Prior meta-analyses have established that daratumumab-based regimens demonstrate superior efficacy outcomes relative to control groups, as evidenced by enhanced overall response rates, complete responses, stringent complete responses, and increased MRD negativity. Conversely, these regimens are associated with a significantly higher incidence of adverse events, notably grade ≥3 neutropenia, grade ≥3 infections, pneumonia, and grade ≥3 thrombocytopenia [39,40,41,42,43,44,45,46]. Unlike most previous analyses that aggregated patients with both transplant-eligible and transplant-ineligible MM, our study focuses exclusively on TE-NDMM patients, thereby offering a more precise and tailored comparison of treatment regimens within this specific population. Furthermore, we provide a comprehensive analysis of OS in TE-NDMM patients, a critical endpoint that has not been thoroughly addressed in earlier meta-analyses.
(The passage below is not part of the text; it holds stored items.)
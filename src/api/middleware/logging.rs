//! Logging middleware for request/response tracing.

use std::time::Instant;

use axum::{extract::Request, middleware::Next, response::Response};
use tracing::{Instrument, Level, info, span, warn};

use super::RequestId;

/// Logs every request and its response inside an `http_request` span.
///
/// Must run after `request_id_middleware` so the span carries the id.
pub async fn logging_middleware(request: Request, next: Next) -> Response {
    let method = request.method().clone();
    let uri = request.uri().clone();
    let request_id = request
        .extensions()
        .get::<RequestId>()
        .map(|r| r.0.clone())
        .unwrap_or_else(|| "unknown".to_string());

    let span = span!(
        Level::INFO,
        "http_request",
        method = %method,
        uri = %uri,
        request_id = %request_id
    );

    async move {
        info!(method = %method, path = %uri.path(), "Request received");

        let start = Instant::now();
        let response = next.run(request).await;
        let duration_ms = start.elapsed().as_millis() as u64;
        let status = response.status();

        if status.is_server_error() {
            warn!(status = status.as_u16(), duration_ms, "Response sent");
        } else {
            info!(status = status.as_u16(), duration_ms, "Response sent");
        }

        response
    }
    .instrument(span)
    .await
}

#[cfg(test)]
mod tests {
    use super::*;
    use crate::api::middleware::request_id_middleware;
    use axum::{Router, body::Body, http::StatusCode, middleware, routing::get};
    use tower::ServiceExt;

    #[tokio::test]
    async fn test_logging_passes_response_through() {
        let app = Router::new()
            .route("/teapot", get(|| async { StatusCode::IM_A_TEAPOT }))
            .layer(middleware::from_fn(logging_middleware))
            .layer(middleware::from_fn(request_id_middleware));

        let response = app
            .oneshot(Request::builder().uri("/teapot").body(Body::empty()).unwrap())
            .await
            .unwrap();

        assert_eq!(response.status(), StatusCode::IM_A_TEAPOT);
        assert!(response.headers().contains_key("x-request-id"));
    }
}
Despite the compelling evidence, several limitations must be acknowledged. First, all data were derived or calculated from published studies rather than individual patient data, introducing potential heterogeneity due to variability in study designs, patient characteristics, and maintenance therapies, which may affect the generalizability of our findings. Second, in the PERSEUS and GRIFFIN trials, the observed benefits of quadruplet regimens may reflect the cumulative effects of daratumumab across induction, consolidation, and maintenance phases. Third, in the CASSIOPEIA trial, the randomization of patients to daratumumab maintenance or observation in the second phase may have influenced outcomes. Fourth, the limited reporting of postprotocol therapies raises concerns about the potential impact of suboptimal treatment, particularly the absence of anti-CD38 antibodies upon relapse in the control arms, which may undermine the observed OS benefit. Additionally, the relatively short follow-up duration in some studies limits the assessment of long-term outcomes, which may evolve with extended follow-up. Finally, the inclusion of one non-randomized controlled study, despite its rigorous and favorable quality assessment, introduces a potential source of bias.

In conclusion, this MA consolidates evidence that daratumumab-based quadruplet regimens significantly improve the overall survival in the frontline treatment of TE-NDMM, compared to traditional triplet regimens. These results provide valuable guidance for selecting optimal first-line treatments, especially in the absence of long-term follow-up data from ongoing randomized trials.